2. If you doubled the number of image patches (by using smaller patch size), how would this affect: (a) the sequence length, (b) the computational cost of self-attention, and (c) the detail captured from the image?

3. In our training experiment, the vision encoder and projection layer were both trained from scratch. In real LLaVA, the vision encoder is frozen. Why is freezing the vision encoder a good idea?

### Optional Challenges

1. **Variable resolution:** Modify the `SimpleVisionEncoder` to accept images of different sizes and produce different numbers of patches. How would you handle the position embeddings?

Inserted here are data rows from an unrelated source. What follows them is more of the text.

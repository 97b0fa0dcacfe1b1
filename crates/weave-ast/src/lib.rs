//! Weave AST - Core types for the abstract syntax tree
//!
//! This crate defines the statement tree produced by the parser, spans for
//! source locations, and the header bindings of a source file.

mod span;
mod stmt;
mod header;

pub use span::*;
pub use stmt::*;
pub use header::*;

use serde::{Deserialize, Serialize};

/// A parsed program: a flat list of top-level statements
#[derive(Debug, Clone, Default, Serialize, Deserialize)]
pub struct Program {
    pub body: Vec<Statement>,
    pub span: Span,
}

/// Render text as a host-language template literal
///
/// Back-ticks are doubled; `${...}` stays live and is interpolated when the
/// generated program runs.
pub fn template_literal(text: &str) -> String {
    format!("`{}`", text.replace('`', "``"))
}

/// One parsed source file
#[derive(Debug, Clone, Default, Serialize, Deserialize)]
pub struct SourceFile {
    pub header: Header,
    pub program: Program,
}

#[cfg(test)]
mod tests {
    use super::*;

    #[test]
    fn template_literal_doubles_backticks() {
        assert_eq!(template_literal("say hi"), "`say hi`");
        assert_eq!(template_literal("say `x` ${n}"), "`say ``x`` ${n}`");
    }
}
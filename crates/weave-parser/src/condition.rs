//! Condition trees and their split into native and host halves

use weave_ast::Combinator;

/// A parsed condition region before splitting
#[derive(Debug, Clone, PartialEq)]
pub enum CondExpr {
    /// Quoted native predicate, quotes included
    Native(String),
    /// Bare host sub-expression
    Host(String),
    Not(Box<CondExpr>),
    And(Box<CondExpr>, Box<CondExpr>),
    Or(Box<CondExpr>, Box<CondExpr>),
    /// An operator with no operand on one side
    Missing,
}

#[derive(Debug, Clone, Copy, PartialEq, Eq)]
enum Flavor {
    Empty,
    Native,
    Host,
    Mixed,
}

impl Flavor {
    fn join(self, other: Flavor) -> Flavor {
        match (self, other) {
            (Flavor::Empty, f) | (f, Flavor::Empty) => f,
            (a, b) if a == b => a,
            _ => Flavor::Mixed,
        }
    }
}

/// Native text, host text and combinator of a split condition
#[derive(Debug, Clone, Default, PartialEq)]
pub struct Split {
    pub native: String,
    pub host: String,
    pub combinator: Option<Combinator>,
}

impl CondExpr {
    fn flavor(&self) -> Flavor {
        match self {
            CondExpr::Native(_) => Flavor::Native,
            CondExpr::Host(_) => Flavor::Host,
            CondExpr::Missing => Flavor::Empty,
            CondExpr::Not(inner) => inner.flavor(),
            CondExpr::And(a, b) | CondExpr::Or(a, b) => a.flavor().join(b.flavor()),
        }
    }

    /// Push negations below every mixed node
    fn push_not(self, negate: bool) -> CondExpr {
        if self.flavor() != Flavor::Mixed {
            return if negate { CondExpr::Not(Box::new(self)) } else { self };
        }
        match self {
            CondExpr::Not(inner) => inner.push_not(!negate),
            CondExpr::And(a, b) if negate => {
                CondExpr::Or(Box::new(a.push_not(true)), Box::new(b.push_not(true)))
            }
            CondExpr::Or(a, b) if negate => {
                CondExpr::And(Box::new(a.push_not(true)), Box::new(b.push_not(true)))
            }
            CondExpr::And(a, b) => CondExpr::And(Box::new(a.push_not(false)), Box::new(b.push_not(false))),
            CondExpr::Or(a, b) => CondExpr::Or(Box::new(a.push_not(false)), Box::new(b.push_not(false))),
            atom => atom,
        }
    }

    /// Children of a top-level run of the same operator
    fn operands(self, and: bool, out: &mut Vec<CondExpr>) {
        match self {
            CondExpr::And(a, b) if and => {
                a.operands(and, out);
                b.operands(and, out);
            }
            CondExpr::Or(a, b) if !and => {
                a.operands(and, out);
                b.operands(and, out);
            }
            other => out.push(other),
        }
    }

    /// Source-like text of a single-flavor subtree
    pub fn render(&self) -> String {
        match self {
            CondExpr::Native(text) | CondExpr::Host(text) => text.clone(),
            CondExpr::Missing => String::new(),
            CondExpr::Not(inner) => format!("!{}", inner.render_operand()),
            CondExpr::And(a, b) => join(a, b, "&&"),
            CondExpr::Or(a, b) => join(a, b, "||"),
        }
    }

    fn render_operand(&self) -> String {
        match self {
            CondExpr::Native(text) => text.clone(),
            CondExpr::Host(text) if is_simple(text) => text.clone(),
            CondExpr::Not(_) => self.render(),
            _ => format!("({})", self.render()),
        }
    }
}

fn join(a: &CondExpr, b: &CondExpr, op: &str) -> String {
    match (a, b) {
        (CondExpr::Missing, other) | (other, CondExpr::Missing) => other.render(),
        _ => format!("{} {} {}", a.render_operand(), op, b.render_operand()),
    }
}

fn join_all(parts: &[CondExpr], op: &str) -> String {
    let rendered: Vec<String> = parts
        .iter()
        .filter(|p| **p != CondExpr::Missing)
        .map(|p| if parts.len() > 1 { p.render_operand() } else { p.render() })
        .collect();
    rendered.join(&format!(" {op} "))
}

fn is_simple(text: &str) -> bool {
    text.chars().all(|c| c.is_alphanumeric() || matches!(c, '_' | '.'))
}

/// Split a condition tree at its top level
///
/// Returns `None` when native and host atoms are interleaved below the top
/// level in a way no single combinator can express.
pub fn split(expr: CondExpr) -> Option<Split> {
    let expr = expr.push_not(false);
    match expr.flavor() {
        Flavor::Empty => Some(Split::default()),
        Flavor::Native => Some(Split {
            native: expr.render(),
            ..Split::default()
        }),
        Flavor::Host => Some(Split {
            host: expr.render(),
            ..Split::default()
        }),
        Flavor::Mixed => {
            let combinator = match expr {
                CondExpr::And(..) => Combinator::And,
                CondExpr::Or(..) => Combinator::Or,
                _ => return None,
            };
            let mut parts = Vec::new();
            expr.operands(combinator == Combinator::And, &mut parts);
            let (native, host): (Vec<CondExpr>, Vec<CondExpr>) =
                parts.into_iter().partition(|p| p.flavor() == Flavor::Native);
            if host.iter().any(|p| p.flavor() == Flavor::Mixed) {
                return None;
            }
            let op = match combinator {
                Combinator::And => "&&",
                Combinator::Or => "||",
            };
            Some(Split {
                native: join_all(&native, op),
                host: join_all(&host, op),
                combinator: Some(combinator),
            })
        }
    }
}
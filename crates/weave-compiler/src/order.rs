//! Execution order from import/export bindings

use std::collections::HashMap;

use weave_ast::Header;

use crate::CompileError;

#[derive(Clone, Copy, PartialEq, Eq)]
enum Mark {
    Unvisited,
    Visiting,
    Done,
}

/// Indices of `headers` ordered so exporters run before their importers
///
/// Files keep their given order where no binding constrains them. Imports
/// no file exports are left to the script module resolver.
pub fn execution_order(names: &[String], headers: &[&Header]) -> Result<Vec<usize>, CompileError> {
    let mut exporters: HashMap<&str, Vec<usize>> = HashMap::new();
    for (index, header) in headers.iter().enumerate() {
        for binding in &header.exports {
            exporters.entry(binding.target.as_str()).or_default().push(index);
        }
    }

    let dependencies: Vec<Vec<usize>> = headers
        .iter()
        .enumerate()
        .map(|(index, header)| {
            let mut deps: Vec<usize> = header
                .imports
                .iter()
                .flat_map(|binding| exporters.get(binding.target.as_str()).into_iter().flatten())
                .copied()
                .filter(|&dep| dep != index)
                .collect();
            deps.sort_unstable();
            deps.dedup();
            deps
        })
        .collect();

    let mut marks = vec![Mark::Unvisited; headers.len()];
    let mut order = Vec::with_capacity(headers.len());
    let mut path = Vec::new();
    for index in 0..headers.len() {
        visit(index, &dependencies, &mut marks, &mut order, &mut path, names)?;
    }
    Ok(order)
}

fn visit(
    index: usize,
    dependencies: &[Vec<usize>],
    marks: &mut [Mark],
    order: &mut Vec<usize>,
    path: &mut Vec<usize>,
    names: &[String],
) -> Result<(), CompileError> {
    match marks[index] {
        Mark::Done => return Ok(()),
        Mark::Visiting => {
            let start = path.iter().position(|&i| i == index).unwrap_or(0);
            let mut files: Vec<String> = path[start..].iter().map(|&i| names[i].clone()).collect();
            files.push(names[index].clone());
            return Err(CompileError::ImportCycle { files });
        }
        Mark::Unvisited => {}
    }
    marks[index] = Mark::Visiting;
    path.push(index);
    for &dep in &dependencies[index] {
        visit(dep, dependencies, marks, order, path, names)?;
    }
    path.pop();
    marks[index] = Mark::Done;
    order.push(index);
    Ok(())
}

#[cfg(test)]
mod tests {
    use super::*;
    use weave_ast::Binding;

    fn header(imports: &[&str], exports: &[&str]) -> Header {
        let binding = |target: &&str| Binding {
            target: target.to_string(),
            name: "x".to_string(),
            line: 1,
        };
        Header {
            imports: imports.iter().map(binding).collect(),
            exports: exports.iter().map(binding).collect(),
        }
    }

    fn names(count: usize) -> Vec<String> {
        (0..count).map(|i| format!("f{i}")).collect()
    }

    #[test]
    fn exporters_run_first() {
        let headers = [header(&["lib"], &[]), header(&[], &[]), header(&[], &["lib"])];
        let refs: Vec<&Header> = headers.iter().collect();
        assert_eq!(execution_order(&names(3), &refs).expect("order"), vec![2, 0, 1]);
    }

    #[test]
    fn cycles_are_reported() {
        let headers = [header(&["b"], &["a"]), header(&["a"], &["b"])];
        let refs: Vec<&Header> = headers.iter().collect();
        let err = execution_order(&names(2), &refs).unwrap_err();
        let CompileError::ImportCycle { files } = err else {
            panic!("expected a cycle");
        };
        assert_eq!(files, vec!["f0", "f1", "f0"]);
    }

    #[test]
    fn unknown_imports_do_not_constrain() {
        let headers = [header(&["file_module"], &[]), header(&[], &[])];
        let refs: Vec<&Header> = headers.iter().collect();
        assert_eq!(execution_order(&names(2), &refs).expect("order"), vec![0, 1]);
    }
}
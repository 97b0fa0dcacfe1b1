//! Project configuration (`weave.toml`)

use std::fs;
use std::path::{Path, PathBuf};

use serde::{Deserialize, Serialize};
use thiserror::Error;
use weave_checker::ProbeConfig;

#[derive(Debug, Error)]
pub enum ConfigError {
    #[error("cannot read {path}: {source}")]
    Io {
        path: PathBuf,
        source: std::io::Error,
    },

    #[error("invalid {path}: {source}")]
    Parse {
        path: PathBuf,
        source: toml::de::Error,
    },

    #[error("invalid configuration: {0}")]
    Invalid(String),
}

/// `[compiler]` table
#[derive(Debug, Clone, PartialEq, Serialize, Deserialize)]
#[serde(default)]
pub struct CompilerConfig {
    /// Namespace of generated functions; reserved
    pub namespace: String,
    /// Path segment between a function and its generated children
    pub marker: String,
    pub id_length: usize,
    /// Scoreboard objective holding reference flags
    pub objective: String,
    /// Fixed id seed for reproducible output
    pub seed: Option<u64>,
    /// Deepest nesting of jumps and host calls while generating
    pub max_call_levels: usize,
    pub probe: ProbeConfig,
}

impl Default for CompilerConfig {
    fn default() -> Self {
        Self {
            namespace: "weave".to_string(),
            marker: "gen".to_string(),
            id_length: 8,
            objective: weave_codegen::DEFAULT_OBJECTIVE.to_string(),
            seed: None,
            max_call_levels: weave_runtime::DEFAULT_MAX_CALL_LEVELS,
            probe: ProbeConfig::default(),
        }
    }
}

impl CompilerConfig {
    pub fn validate(&self) -> Result<(), ConfigError> {
        let resource = |c: char| c.is_ascii_lowercase() || c.is_ascii_digit() || matches!(c, '_' | '-' | '.');
        if self.namespace.is_empty() || !self.namespace.chars().all(resource) {
            return Err(ConfigError::Invalid(format!(
                "namespace '{}' is not a valid resource namespace",
                self.namespace
            )));
        }
        if self.marker.is_empty() || !self.marker.chars().all(resource) {
            return Err(ConfigError::Invalid(format!("marker '{}' is not a valid path segment", self.marker)));
        }
        if self.id_length == 0 {
            return Err(ConfigError::Invalid("id_length must be at least 1".to_string()));
        }
        if self.max_call_levels == 0 {
            return Err(ConfigError::Invalid("max_call_levels must be at least 1".to_string()));
        }
        if self.objective.is_empty() || self.objective.contains(char::is_whitespace) {
            return Err(ConfigError::Invalid(format!("objective '{}' is not valid", self.objective)));
        }
        Ok(())
    }
}

/// `[output]` table
#[derive(Debug, Clone, PartialEq, Eq, Serialize, Deserialize)]
#[serde(default)]
pub struct OutputConfig {
    /// Datapack data directory written by `build`
    pub path: PathBuf,
}

impl Default for OutputConfig {
    fn default() -> Self {
        Self {
            path: PathBuf::from("out"),
        }
    }
}

#[derive(Debug, Clone, Default, PartialEq, Serialize, Deserialize)]
#[serde(default)]
pub struct ProjectConfig {
    pub compiler: CompilerConfig,
    pub output: OutputConfig,
}

impl ProjectConfig {
    pub const FILE_NAME: &'static str = "weave.toml";

    pub fn from_toml(text: &str) -> Result<Self, toml::de::Error> {
        toml::from_str(text)
    }

    pub fn load(path: &Path) -> Result<Self, ConfigError> {
        let text = fs::read_to_string(path).map_err(|source| ConfigError::Io {
            path: path.to_path_buf(),
            source,
        })?;
        let mut config = Self::from_toml(&text).map_err(|source| ConfigError::Parse {
            path: path.to_path_buf(),
            source,
        })?;
        config.compiler.validate()?;
        let base = path.parent().unwrap_or_else(|| Path::new("."));
        config.rebase(base);
        Ok(config)
    }

    /// `weave.toml` under `root`, or defaults relative to `root`
    pub fn discover(root: &Path) -> Result<Self, ConfigError> {
        let path = root.join(Self::FILE_NAME);
        if path.is_file() {
            log::debug!("loading {}", path.display());
            Self::load(&path)
        } else {
            let mut config = Self::default();
            config.rebase(root);
            Ok(config)
        }
    }

    fn rebase(&mut self, base: &Path) {
        if self.output.path.is_relative() {
            self.output.path = base.join(&self.output.path);
        }
    }
}
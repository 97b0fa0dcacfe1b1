//! Splitting a normalized expression into conjunctive segments

use crate::{LogicExpr, LogicOp};

/// One conjunct of a segment
#[derive(Debug, Clone, PartialEq, Eq)]
pub enum SignedAtom {
    /// A native predicate expected to hold (`positive`) or fail
    Atom { text: String, positive: bool },
    /// The result of another segment
    Ref { segment: usize, positive: bool },
}

impl SignedAtom {
    pub fn is_positive(&self) -> bool {
        match self {
            SignedAtom::Atom { positive, .. } | SignedAtom::Ref { positive, .. } => *positive,
        }
    }
}

/// A conjunction of signed atoms
#[derive(Debug, Clone, Default, PartialEq, Eq)]
pub struct Segment {
    pub atoms: Vec<SignedAtom>,
}

impl Segment {
    /// Indices of segments this one refers to
    pub fn references(&self) -> impl Iterator<Item = usize> + '_ {
        self.atoms.iter().filter_map(|atom| match atom {
            SignedAtom::Ref { segment, .. } => Some(*segment),
            SignedAtom::Atom { .. } => None,
        })
    }
}

/// Segment a normalized expression
///
/// Segment 0 is the top-level conjunction. Every negated conjunction below
/// it is lifted into a new segment, numbered in depth-first order, and
/// replaced by a negative reference. A segment only refers to segments with
/// a greater index.
pub fn segments(expr: &LogicExpr) -> Vec<Segment> {
    let mut segments = vec![Segment::default()];
    match expr {
        LogicExpr::Compound {
            positive: false, ..
        } => {
            let inner = lift(&mut segments, expr);
            segments[0].atoms.push(SignedAtom::Ref {
                segment: inner,
                positive: false,
            });
        }
        _ => fill(&mut segments, 0, expr),
    }
    segments
}

/// Add the conjuncts of a positive node to segment `index`
fn fill(segments: &mut Vec<Segment>, index: usize, expr: &LogicExpr) {
    match expr {
        LogicExpr::Var { atom, positive } => segments[index].atoms.push(SignedAtom::Atom {
            text: atom.clone(),
            positive: *positive,
        }),
        LogicExpr::Compound {
            positive: false, ..
        } => {
            let inner = lift(segments, expr);
            segments[index].atoms.push(SignedAtom::Ref {
                segment: inner,
                positive: false,
            });
        }
        LogicExpr::Compound {
            op: LogicOp::And,
            children,
            ..
        } => {
            for child in children {
                fill(segments, index, child);
            }
        }
        // unnormalized input: a positive Or is !(!a && !b)
        LogicExpr::Compound {
            op: LogicOp::Or,
            children,
            ..
        } => {
            let negated = LogicExpr::Compound {
                op: LogicOp::And,
                children: children.iter().cloned().map(LogicExpr::negate).collect(),
                positive: false,
            };
            fill(segments, index, &negated);
        }
    }
}

/// Move the children of a negated compound into a fresh segment
fn lift(segments: &mut Vec<Segment>, expr: &LogicExpr) -> usize {
    let index = segments.len();
    segments.push(Segment::default());
    if let LogicExpr::Compound { op, children, .. } = expr {
        let positive = LogicExpr::Compound {
            op: *op,
            children: children.clone(),
            positive: true,
        };
        fill(segments, index, &positive);
    }
    index
}
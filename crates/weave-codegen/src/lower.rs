//! Lowering of structural statements to a host program

use weave_ast::*;
use weave_logic::{segments, SignedAtom};

use crate::writer::{HostProgram, HostWriter};
use crate::{ActionRegistry, CodegenError, IdAllocator};

/// Code appended to the consequent of a native branch
struct Tail {
    code: String,
    line: usize,
}

pub struct Generator<'a> {
    registry: &'a ActionRegistry,
    ids: &'a mut IdAllocator,
    objective: &'a str,
    out: HostWriter,
    uses_flags: bool,
}

impl<'a> Generator<'a> {
    pub fn new(registry: &'a ActionRegistry, ids: &'a mut IdAllocator, objective: &'a str) -> Self {
        Self {
            registry,
            ids,
            objective,
            out: HostWriter::new(),
            uses_flags: false,
        }
    }

    pub fn generate(mut self, file: &SourceFile) -> Result<HostProgram, CodegenError> {
        for binding in &file.header.imports {
            let target = binding.target.replace('\\', "\\\\").replace('"', "\\\"");
            self.out
                .line(&format!("import \"{target}\" as {};", binding.name), binding.line);
        }
        for stmt in &file.program.body {
            self.statement(stmt)?;
        }
        Ok(self.out.finish(self.uses_flags))
    }

    fn block(&mut self, block: &Block) -> Result<(), CodegenError> {
        for stmt in &block.statements {
            self.statement(stmt)?;
        }
        Ok(())
    }

    fn statement(&mut self, stmt: &Statement) -> Result<(), CodegenError> {
        let line = stmt.line;
        match &stmt.kind {
            StatementKind::Command(text) => {
                self.out.line(&emit(text), line);
            }
            StatementKind::HostCode(code) => self.out.verbatim(code, line),
            StatementKind::If {
                condition,
                consequent,
                alternate,
            } => self.lower_if(condition, consequent, alternate.as_ref(), line)?,
            StatementKind::While { condition, body } => self.lower_while(condition, body, line)?,
            StatementKind::For { params, body } => {
                self.out.open(&format!("for {} {{", params.trim()), line);
                self.block(body)?;
                self.out.close("}", line);
            }
            StatementKind::Action { name, params, body } => {
                let wrap = self.registry.wrap(name, params, line)?;
                self.out.open(&wrap.open, line);
                self.block(body)?;
                self.out.close(&wrap.close, line);
            }
        }
        Ok(())
    }

    fn lower_if(
        &mut self,
        condition: &Condition,
        consequent: &Block,
        alternate: Option<&Block>,
        line: usize,
    ) -> Result<(), CodegenError> {
        match (condition.has_native(), condition.has_host()) {
            (false, false) => Err(CodegenError::EmptyCondition { line }),
            (false, true) => {
                self.out.open(&format!("if ({}) {{", condition.host.trim()), line);
                self.block(consequent)?;
                if let Some(alternate) = alternate {
                    self.out.reopen("} else {", line);
                    self.block(alternate)?;
                }
                self.out.close("}", line);
                Ok(())
            }
            (true, false) => self.native_if(&condition.native, consequent, alternate, None, line),
            (true, true) => {
                self.out.open(&format!("if ({}) {{", condition.host.trim()), line);
                match condition.combinator.unwrap_or(Combinator::And) {
                    Combinator::And => {
                        self.native_if(&condition.native, consequent, alternate, None, line)?;
                        if let Some(alternate) = alternate {
                            self.out.reopen("} else {", line);
                            self.block(alternate)?;
                        }
                    }
                    Combinator::Or => {
                        self.block(consequent)?;
                        self.out.reopen("} else {", line);
                        self.native_if(&condition.native, consequent, alternate, None, line)?;
                    }
                }
                self.out.close("}", line);
                Ok(())
            }
        }
    }

    fn lower_while(&mut self, condition: &Condition, body: &Block, line: usize) -> Result<(), CodegenError> {
        if !condition.has_native() {
            if !condition.has_host() {
                return Err(CodegenError::EmptyCondition { line });
            }
            self.out.open(&format!("while ({}) {{", condition.host.trim()), line);
            self.block(body)?;
            self.out.close("}", line);
            return Ok(());
        }

        let guarded = condition.has_host();
        if guarded {
            if condition.combinator == Some(Combinator::Or) {
                return Err(CodegenError::MixedOrLoop { line });
            }
            self.out.open(&format!("if ({}) {{", condition.host.trim()), line);
        }

        let handle = format!("weave_loop_{}", self.ids.next_id());
        self.out.open(&format!("jump(\"\", |{handle}| {{"), line);
        let tail = Tail {
            code: emit(&format!("function ${{{handle}}}")),
            line,
        };
        self.native_if(&condition.native, body, None, Some(tail), line)?;
        self.out.close("});", line);

        if guarded {
            self.out.close("}", line);
        }
        Ok(())
    }

    /// Lower a native condition into flag marks and guarded jumps
    fn native_if(
        &mut self,
        native: &str,
        consequent: &Block,
        alternate: Option<&Block>,
        tail: Option<Tail>,
        line: usize,
    ) -> Result<(), CodegenError> {
        let expr = weave_logic::normalize_str(native).map_err(|err| CodegenError::InvalidCondition {
            message: err.to_string(),
            line,
        })?;
        let segments = segments(&expr);
        log::trace!("line {line}: `{native}` normalized to {expr} in {} segment(s)", segments.len());

        let first_marked = if alternate.is_some() { 0 } else { 1 };
        let flags: Vec<Option<String>> = (0..segments.len())
            .map(|i| (i >= first_marked).then(|| self.ids.next_id()))
            .collect();

        for index in (first_marked..segments.len()).rev() {
            let flag = self.flag(&flags, index, line)?.to_string();
            self.uses_flags = true;
            let clauses = self.clauses(&segments[index].atoms, &flags, line)?;
            self.out.line(&emit(&format!("scoreboard players set #{flag} {} 0", self.objective)), line);
            let set = format!("scoreboard players set #{flag} {} 1", self.objective);
            let command = if clauses.is_empty() {
                set
            } else {
                format!("execute {clauses} run {set}")
            };
            self.out.line(&emit(&command), line);
        }

        let clauses = self.clauses(&segments[0].atoms, &flags, line)?;
        self.out
            .open(&format!("jump({}, |weave_jump| {{", predicate(&clauses)), line);
        self.block(consequent)?;
        if let Some(tail) = tail {
            self.out.line(&tail.code, tail.line);
        }
        self.out.close("});", line);

        if let Some(alternate) = alternate {
            let check = self.flag_check(&flags, 0, false, line)?;
            self.out
                .open(&format!("jump({}, |weave_jump| {{", predicate(&check)), line);
            self.block(alternate)?;
            self.out.close("});", line);
        }
        Ok(())
    }

    fn flag<'f>(&self, flags: &'f [Option<String>], index: usize, line: usize) -> Result<&'f str, CodegenError> {
        flags
            .get(index)
            .and_then(|flag| flag.as_deref())
            .ok_or_else(|| CodegenError::InvalidCondition {
                message: format!("segment {index} has no reference flag"),
                line,
            })
    }

    fn flag_check(
        &mut self,
        flags: &[Option<String>],
        index: usize,
        positive: bool,
        line: usize,
    ) -> Result<String, CodegenError> {
        let flag = self.flag(flags, index, line)?;
        self.uses_flags = true;
        Ok(format!(
            "{} score #{flag} {} matches 1",
            keyword(positive),
            self.objective
        ))
    }

    /// `if <atom>` / `unless score #flag obj matches 1` clauses of a segment
    fn clauses(&mut self, atoms: &[SignedAtom], flags: &[Option<String>], line: usize) -> Result<String, CodegenError> {
        let mut clauses = Vec::with_capacity(atoms.len());
        for atom in atoms {
            clauses.push(match atom {
                SignedAtom::Atom { text, positive } => format!("{} {text}", keyword(*positive)),
                SignedAtom::Ref { segment, positive } => {
                    self.flag_check(flags, *segment, *positive, line)?
                }
            });
        }
        Ok(clauses.join(" "))
    }
}

fn keyword(positive: bool) -> &'static str {
    if positive {
        "if"
    } else {
        "unless"
    }
}

fn emit(command: &str) -> String {
    format!("emit({});", template_literal(command))
}

fn predicate(clauses: &str) -> String {
    if clauses.is_empty() {
        "\"\"".to_string()
    } else {
        template_literal(clauses)
    }
}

2. **Cross-attention projector:** Replace the MLP projector with a cross-attention module (like InstructBLIP's Q-Former). Use a fixed set of 32 learnable query tokens that cross-attend to the visual features. Compare the number of visual tokens sent to the LLM.

3. **Multiple images:** Extend the model to accept two images and answer questions comparing them. How do you organize the visual tokens?